Miles sembra tornare un po' alle radici bebop, la sua tromba stride e fa impazzire, e contrasta col più bonario sax di Hank Mobley. Una delle sue ultime apparizioni al fianco di Davis, al quale non piaceva più (e forse non era mai piaciuto del tutto) il suo modo di suonare. Eppure qui, come altrove, Mobley da prova d'essere un grande musicista, le cui pennellate non stonano con i colori dipinti dal quintetto. Ma semplicemente Miles non aveva ancora dimenticato John Coltrane, ed è comprensibile. La sua ombra, che siederà vicino ad ascoltare a ogni sassofonista del gruppo almeno fino a Wayne Shorter, è particolarmente opprimente su Hank Mobley. Ne è prova la scelta di un repertorio che di coltraniano qualcosa ha senza dubbio, basti pensare a "'Round Midnight", "Two Bass Hit" e "So What". Una "So What" ben diversa da quella di "Kind Of Blue", qui non c'è quell'atmosfera fumosa, il tempo è velocizzato, si punta più sull'impatto, c'è più aggressività (come in tutto l'album tra l'altro). Ed è proprio in "So What" che Mobley cita palesemente, durante il suo solo, il tema di "Mr. P.C.". Un ringraziamento e un incitamento a Paul Chambers che divideva con lui il palcoscenico, ma anche un ovvio pensiero a Coltrane, che quel brano l'ha scritto e registrato su "Giant Steps". Sembra quasi una sfida, e sicuramente è la prova che quel fantasma di cui sopra c'è, eccome se c'è.

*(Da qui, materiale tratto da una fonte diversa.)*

//! In-memory browser sessions.
//!
//! Each browser gets a random id cookie. Everything a visitor builds up
//! (current analysis, histories, pasted keys) lives here and disappears with
//! the process.

use chrono::{DateTime, Local};
use serde::Serialize;
use std::collections::HashMap;
use std::sync::Arc;
use tokio::sync::Mutex;
use uuid::Uuid;

use crate::research::{Credentials, ResearchResult, ResearchSettings};

/// Severity of a flash notice.
#[derive(Debug, Clone, Copy, PartialEq, Eq, Serialize)]
#[serde(rename_all = "lowercase")]
pub enum NoticeKind {
    Success,
    Info,
    Warning,
    Error,
}

/// One-shot message shown on the next page render.
#[derive(Debug, Clone, PartialEq, Eq, Serialize)]
pub struct Notice {
    pub kind: NoticeKind,
    pub text: String,
}

/// One completed research run, for the analytics history table.
#[derive(Debug, Clone, Serialize)]
pub struct ResearchRecord {
    pub query: String,
    pub timestamp: DateTime<Local>,
    pub article_count: usize,
}

/// Sidebar search-history entry.
#[derive(Debug, Clone, Serialize)]
pub struct SearchHistoryEntry {
    pub query: String,
    pub timestamp: DateTime<Local>,
    pub results_count: usize,
}

/// State of one browser session.
#[derive(Debug, Clone)]
pub struct ResearchSession {
    pub current: Option<ResearchResult>,
    pub research_history: Vec<ResearchRecord>,
    pub search_history: Vec<SearchHistoryEntry>,
    pub selected_query: String,
    pub settings: ResearchSettings,
    pub credentials: Credentials,
    pub notices: Vec<Notice>,
    last_seen: DateTime<Local>,
}

impl ResearchSession {
    pub fn new(settings: ResearchSettings) -> Self {
        Self {
            current: None,
            research_history: Vec::new(),
            search_history: Vec::new(),
            selected_query: String::new(),
            settings,
            credentials: Credentials::default(),
            notices: Vec::new(),
            last_seen: Local::now(),
        }
    }

    pub fn notify(&mut self, kind: NoticeKind, text: impl Into<String>) {
        self.notices.push(Notice { kind, text: text.into() });
    }

    pub fn take_notices(&mut self) -> Vec<Notice> {
        std::mem::take(&mut self.notices)
    }

    /// Store a finished run and record it in both histories, keeping at most
    /// `history_limit` records of each.
    pub fn record_result(&mut self, result: ResearchResult, history_limit: usize) {
        self.research_history.push(ResearchRecord {
            query: result.query.clone(),
            timestamp: result.timestamp,
            article_count: result.articles.len(),
        });
        let overflow = self.research_history.len().saturating_sub(history_limit);
        self.research_history.drain(..overflow);
        self.add_search_history(&result.query, result.articles.len(), history_limit);
        self.current = Some(result);
    }

    /// Put `query` at the front of the search history, replacing any entry that
    /// differs only in case, and keep at most `limit` entries.
    pub fn add_search_history(&mut self, query: &str, results_count: usize, limit: usize) {
        let query = query.trim();
        if query.is_empty() {
            return;
        }

        let lowered = query.to_lowercase();
        self.search_history.retain(|h| h.query.to_lowercase() != lowered);
        self.search_history.insert(
            0,
            SearchHistoryEntry {
                query: query.to_string(),
                timestamp: Local::now(),
                results_count,
            },
        );
        self.search_history.truncate(limit);
    }

    pub fn remove_search_history(&mut self, index: usize) -> Option<SearchHistoryEntry> {
        (index < self.search_history.len()).then(|| self.search_history.remove(index))
    }

    pub fn clear_search_history(&mut self) {
        self.search_history.clear();
    }

    /// Drop the current analysis and the pre-filled query.
    pub fn clear(&mut self) {
        self.current = None;
        self.selected_query.clear();
    }

    /// Most recent research runs, newest first, at most `n`.
    pub fn recent_research(&self, n: usize) -> Vec<&ResearchRecord> {
        self.research_history.iter().rev().take(n).collect()
    }
}

/// Shared map of live sessions, bounded by `max_sessions`.
#[derive(Clone)]
pub struct SessionStore {
    inner: Arc<Mutex<HashMap<Uuid, ResearchSession>>>,
    max_sessions: usize,
    defaults: ResearchSettings,
}

impl SessionStore {
    pub fn new(max_sessions: usize, defaults: ResearchSettings) -> Self {
        Self {
            inner: Arc::new(Mutex::new(HashMap::new())),
            max_sessions: max_sessions.max(1),
            defaults,
        }
    }

    /// Run `f` against the session `id`, creating it if needed. Evicts the least
    /// recently used session when the store is full.
    pub async fn with_session<R>(&self, id: Uuid, f: impl FnOnce(&mut ResearchSession) -> R) -> R {
        let mut sessions = self.inner.lock().await;

        if !sessions.contains_key(&id) && sessions.len() >= self.max_sessions {
            if let Some(oldest) = sessions
                .iter()
                .min_by_key(|(_, s)| s.last_seen)
                .map(|(k, _)| *k)
            {
                tracing::debug!(session = %oldest, "evicting least recently used session");
                sessions.remove(&oldest);
            }
        }

        let session = sessions
            .entry(id)
            .or_insert_with(|| ResearchSession::new(self.defaults.clone()));
        session.last_seen = Local::now();
        f(session)
    }

    /// Snapshot of a session, if it exists.
    pub async fn get(&self, id: Uuid) -> Option<ResearchSession> {
        self.inner.lock().await.get(&id).cloned()
    }

    pub async fn len(&self) -> usize {
        self.inner.lock().await.len()
    }

    pub async fn is_empty(&self) -> bool {
        self.inner.lock().await.is_empty()
    }
}

#[cfg(test)]
mod tests {
    use super::*;

    fn settings() -> ResearchSettings {
        ResearchSettings::from_config(&common::Config::default())
    }

    #[test]
    fn search_history_dedupes_case_insensitively_and_caps() {
        let mut s = ResearchSession::new(settings());
        s.add_search_history("Tesla", 3, 3);
        s.add_search_history("Apple", 5, 3);
        s.add_search_history("tesla", 7, 3);

        let queries: Vec<&str> = s.search_history.iter().map(|h| h.query.as_str()).collect();
        assert_eq!(queries, vec!["tesla", "Apple"]);
        assert_eq!(s.search_history[0].results_count, 7);

        s.add_search_history("Bitcoin", 1, 3);
        s.add_search_history("Nvidia", 1, 3);
        assert_eq!(s.search_history.len(), 3);
        assert_eq!(s.search_history[2].query, "tesla");

        s.add_search_history("   ", 0, 3);
        assert_eq!(s.search_history.len(), 3);
    }

    #[test]
    fn remove_out_of_range_is_a_no_op() {
        let mut s = ResearchSession::new(settings());
        s.add_search_history("Tesla", 3, 20);
        assert!(s.remove_search_history(4).is_none());
        assert_eq!(s.remove_search_history(0).map(|h| h.query), Some("Tesla".to_string()));
        assert!(s.search_history.is_empty());
    }

    #[test]
    fn research_history_keeps_latest_runs() {
        let mut s = ResearchSession::new(settings());
        for query in ["Tesla", "Apple", "Nvidia", "Bitcoin"] {
            let result = ResearchResult {
                query: query.to_string(),
                summary: String::new(),
                articles: vec![],
                metadata: Default::default(),
                timestamp: Local::now(),
                settings: settings(),
                warnings: vec![],
            };
            s.record_result(result, 3);
        }

        assert_eq!(s.research_history.len(), 3);
        let recent: Vec<&str> = s.recent_research(5).iter().map(|r| r.query.as_str()).collect();
        assert_eq!(recent, vec!["Bitcoin", "Nvidia", "Apple"]);
        assert_eq!(s.current.as_ref().map(|r| r.query.as_str()), Some("Bitcoin"));
    }

    #[test]
    fn notices_are_drained_once() {
        let mut s = ResearchSession::new(settings());
        s.notify(NoticeKind::Error, "boom");
        assert_eq!(s.take_notices().len(), 1);
        assert!(s.take_notices().is_empty());
    }

    #[tokio::test]
    async fn store_evicts_least_recently_used() {
        let store = SessionStore::new(2, settings());
        let (a, b, c) = (Uuid::new_v4(), Uuid::new_v4(), Uuid::new_v4());

        store.with_session(a, |s| s.selected_query = "a".into()).await;
        tokio::time::sleep(std::time::Duration::from_millis(5)).await;
        store.with_session(b, |s| s.selected_query = "b".into()).await;
        tokio::time::sleep(std::time::Duration::from_millis(5)).await;
        store.with_session(a, |_| ()).await;
        tokio::time::sleep(std::time::Duration::from_millis(5)).await;
        store.with_session(c, |_| ()).await;

        assert_eq!(store.len().await, 2);
        assert!(store.get(b).await.is_none());
        assert_eq!(store.get(a).await.map(|s| s.selected_query), Some("a".to_string()));
    }
}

Lasciando da una parte paragoni e considerazioni che in fondo lasciano il tempo che trovano, stiamo parlando di grandissima musica. Di una serata riuscita, di cinque musicisti in vena (Wynton Kelly al piano, Jimmy Cobb alla batteria), di gente che applaude perchè consapevole di assistere a un bello spettacolo. E chissenefrega se le note incise qua non hanno cambiato la storia di Miles Davis nè quella del jazz (quella è prerogativa di poche note di poca musica). E' per questo che non bisogna prendere per oro colato le recensioni, i giudizi che non sono i propri, le opinioni dei critici. Perchè anche nella più sconosciuta delle registrazioni può essere nascosta un'emozione, una bella idea, un capolavoro ignorato. In fondo, così è per quel weekend a San Francisco.